Con maggiore o minore ritardo, il mondo sta seguendo questa tendenza. Le persone ragionevoli si pongono una domanda: se ai vertici delle singole imprese industriali e finanziarie le recenti trasformazioni hanno concentrato una inattesa percentuale di psicopatici, cosa succede al vertice di tutta la società?

Questa punta della macropiramide sociale è infatti la somma dei vertici delle micropiramidi (imprese, gruppi sociali, ecc.) che la compongono: anche se l’analisi clinica di tutto lo strato più alto della società non è possibile, è logico supporre che sia un concentrato delle psicopatie accertate alla cima dei settori di cui si compone.

I rivoluzionari cambiamenti, dunque, non consistono solo in rapidissime concentrazioni di ricchezza. L’altra scioccante novità è che nei posti guida si è seduta una immoralità senza precedenti. A denunciarla come psicopatica, questa volta non sono gli anticapitalisti ma alcuni ipercapitalisti.

Se scorrete internet alla voce significativa corporate psychopaty, troverete pagine e pagine che elencano libri e articoli su questa nuova criminalità: non provengono, però da editori o movimenti di sinistra e tanto meno da Chiese, per cui le sorti del prossimo non paiono di attualità, ma da pubblicazioni specializzate nella gestione aziendale.
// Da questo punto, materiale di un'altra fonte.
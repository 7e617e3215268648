//! Security subsystem.
//!
//! # Data Flow
//! ```text
//! Incoming request identity inputs:
//!     → auth.rs (credential → user record)
//!     → rate_limit.rs (per-IP fixed-window quota)
//!     → policy.rs (action allow-list, parameter bounds)
//!     → Consumed by the admission pipeline
//! ```
//!
//! # Design Decisions
//! - All three components are leaves: no dependencies between them
//! - Lookups are pure and in-memory; only the rate limiter mutates state
//! - Fail closed: unknown credentials and unknown actions are rejected

pub mod auth;
pub mod policy;
pub mod rate_limit;

pub use auth::{AuthResolver, UserRecord};
pub use policy::ActionPolicy;
pub use rate_limit::{QuotaExceeded, QuotaStatus, RateLimiter};
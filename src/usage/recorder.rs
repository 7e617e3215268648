//! Per-IP usage statistics with best-effort snapshots.

use dashmap::DashMap;
use serde::{Deserialize, Serialize};
use std::collections::HashMap;
use std::fs::File;
use std::io::{BufReader, BufWriter};
use std::net::IpAddr;
use std::path::{Path, PathBuf};
use std::time::{SystemTime, UNIX_EPOCH};

/// Observed traffic for one IP.
#[derive(Debug, Clone, Serialize, Deserialize)]
pub struct IpStats {
    /// Status code → occurrence count.
    pub statuses: HashMap<u16, u64>,
    /// First request timestamp, unix milliseconds.
    pub first_request_ms: u64,
    /// Most recent request timestamp, unix milliseconds.
    pub last_request_ms: u64,
}

impl IpStats {
    /// Total requests observed for this IP across all status codes.
    pub fn total(&self) -> u64 {
        self.statuses.values().sum()
    }
}

/// Thread-safe per-IP statistics table.
///
/// `record` is infallible and in-memory; a statistics failure can never
/// affect a client-visible outcome. Snapshots to disk are best-effort.
pub struct UsageRecorder {
    stats: DashMap<IpAddr, IpStats>,
    snapshot_path: Option<PathBuf>,
}

impl UsageRecorder {
    /// Create an empty recorder. A `None` path disables snapshots.
    pub fn new(snapshot_path: Option<PathBuf>) -> Self {
        Self {
            stats: DashMap::new(),
            snapshot_path,
        }
    }

    /// Load a previous snapshot if the file exists, otherwise start empty.
    pub fn load_from_file(path: &Path) -> std::io::Result<Self> {
        let recorder = Self::new(Some(path.to_path_buf()));
        if path.exists() {
            let file = File::open(path)?;
            let reader = BufReader::new(file);
            let map: HashMap<IpAddr, IpStats> = serde_json::from_reader(reader)?;

            for (ip, stats) in map {
                recorder.stats.insert(ip, stats);
            }
            tracing::info!(
                entries = recorder.stats.len(),
                path = %path.display(),
                "Loaded usage statistics snapshot"
            );
        }
        Ok(recorder)
    }

    /// Record one completed request for `ip` with the given response status.
    pub fn record(&self, ip: IpAddr, status: u16) {
        let now = unix_millis();
        let mut entry = self.stats.entry(ip).or_insert_with(|| IpStats {
            statuses: HashMap::new(),
            first_request_ms: now,
            last_request_ms: now,
        });
        *entry.statuses.entry(status).or_insert(0) += 1;
        entry.last_request_ms = now;
    }

    /// Write the current table to the snapshot file, if one is configured.
    pub fn save_to_file(&self) -> std::io::Result<()> {
        if let Some(path) = &self.snapshot_path {
            let file = File::create(path)?;
            let writer = BufWriter::new(file);

            let map: HashMap<IpAddr, IpStats> = self
                .stats
                .iter()
                .map(|r| (*r.key(), r.value().clone()))
                .collect();

            serde_json::to_writer_pretty(writer, &map)?;
            tracing::debug!(entries = map.len(), "Saved usage statistics snapshot");
        }
        Ok(())
    }

    /// Number of IPs with recorded traffic.
    pub fn ip_count(&self) -> usize {
        self.stats.len()
    }

    /// Total requests recorded across all IPs.
    pub fn total_requests(&self) -> u64 {
        self.stats.iter().map(|r| r.value().total()).sum()
    }
}

fn unix_millis() -> u64 {
    SystemTime::now()
        .duration_since(UNIX_EPOCH)
        .unwrap_or_default()
        .as_millis() as u64
}
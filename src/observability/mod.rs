//! Observability subsystem.
//!
//! # Design Decisions
//! - Structured logging via tracing; level from config, overridable by env
//! - Metrics are cheap (atomic increments behind the metrics facade)
//! - Prometheus exposition is optional and runs on its own listener

pub mod logging;
pub mod metrics;
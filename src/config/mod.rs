//! Configuration management subsystem.
//!
//! # Data Flow
//! ```text
//! config file (TOML)
//!     → loader.rs (parse & deserialize)
//!     → validation.rs (semantic checks)
//!     → GatewayConfig (validated, immutable)
//!     → consumed by the admission pipeline and HTTP layer at startup
//! ```
//!
//! # Design Decisions
//! - Config is immutable once loaded; changes require a restart
//! - All fields have defaults to allow minimal configs
//! - Validation separates syntactic (serde) from semantic checks

pub mod loader;
pub mod schema;
pub mod validation;

pub use loader::load_config;
pub use schema::GatewayConfig;
//! Request admission subsystem.
//!
//! # Data Flow
//! ```text
//! (client_ip, credential, action, raw params)
//!     → pipeline.rs evaluate()
//!         1. action present?
//!         2. identity: privileged / authenticated / anonymous (+ quota)
//!         3. action in effective allowed set?
//!         4. sanitize params (clamp count, truncate accounts)
//!     → AdmissionDecision consumed by the HTTP layer
//! ```
//!
//! Rejected requests never reach the upstream node.

pub mod pipeline;

pub use pipeline::{AdmissionDecision, AdmissionPipeline, ClientIdentity};
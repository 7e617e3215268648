//! Fixed-window rate limiting keyed by client IP.

use dashmap::DashMap;
use std::net::IpAddr;
use std::time::{Duration, Instant};

/// Quota snapshot returned when a consumption is granted.
#[derive(Debug, Clone, PartialEq, Eq)]
pub struct QuotaStatus {
    /// Total points per window.
    pub limit: u32,
    /// Points left in the current window after this consumption.
    pub remaining: u32,
    /// Time until the current window resets.
    pub reset_in: Duration,
}

/// Returned when the window's quota is already spent.
#[derive(Debug, Clone, PartialEq, Eq)]
pub struct QuotaExceeded {
    /// Total points per window.
    pub limit: u32,
    /// Time until the window resets and points become available again.
    pub retry_after: Duration,
}

/// Per-window consumption state for one key.
struct Window {
    consumed: u32,
    expires_at: Instant,
}

/// Fixed-window counter over a concurrent per-IP table.
///
/// `consume` is atomic per key: the map entry is held exclusively for the
/// duration of the read-modify-write, so two concurrent calls for the same
/// key never act on the same pre-update count. Expired windows reset lazily
/// on access; `purge_expired` reclaims entries for IPs that went quiet.
pub struct RateLimiter {
    windows: DashMap<IpAddr, Window>,
    limit: u32,
    window: Duration,
}

impl RateLimiter {
    pub fn new(limit: u32, window: Duration) -> Self {
        Self {
            windows: DashMap::new(),
            limit,
            window,
        }
    }

    /// Spend `cost` points for `key`, never blocking.
    ///
    /// Returns the remaining quota on success, or the time until the window
    /// resets when the quota is spent.
    pub fn consume(&self, key: IpAddr, cost: u32) -> Result<QuotaStatus, QuotaExceeded> {
        let now = Instant::now();
        let mut slot = self.windows.entry(key).or_insert_with(|| Window {
            consumed: 0,
            expires_at: now + self.window,
        });

        if now >= slot.expires_at {
            slot.consumed = 0;
            slot.expires_at = now + self.window;
        }

        let reset_in = slot.expires_at - now;
        if slot.consumed.saturating_add(cost) <= self.limit {
            slot.consumed += cost;
            Ok(QuotaStatus {
                limit: self.limit,
                remaining: self.limit - slot.consumed,
                reset_in,
            })
        } else {
            Err(QuotaExceeded {
                limit: self.limit,
                retry_after: reset_in,
            })
        }
    }

    /// Drop windows whose expiry has passed.
    pub fn purge_expired(&self) {
        let now = Instant::now();
        self.windows.retain(|_, slot| slot.expires_at > now);
    }

    /// Number of IPs currently tracked.
    pub fn tracked_keys(&self) -> usize {
        self.windows.len()
    }
}
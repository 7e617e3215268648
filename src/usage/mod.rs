//! Usage statistics subsystem.
//!
//! Recording happens after the response is built, decoupled from the
//! admission decision; persistence is a periodic best-effort snapshot.

pub mod recorder;

pub use recorder::{IpStats, UsageRecorder};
Da quando la res pubblica è diventata res privata, a scrivere di queste cose sono, come abbiamo visto, le esperte di psicologia criminale dell’Università del Surrey.

O il Dottor Paul Babiak, psicologo dell’industria newyorkese (che, inevitabilmente, dalle industrie trae il suo reddito).

Il più celebre è il citato Robert Hare, professor emeritus all’Università della British Columbia, a lungo consulente di organizzazioni sovversive come l’Fbi, che espone le sue teorie in laboratori rivoluzionari come i congressi della polizia canadese.

La critica alla nuova disumanità del capitalismo post-industriale e divenuta una specializzazione della società capitalista post-industriale.

 

Fonte:  libro “La morte del prossimo” di Luigi Zoja.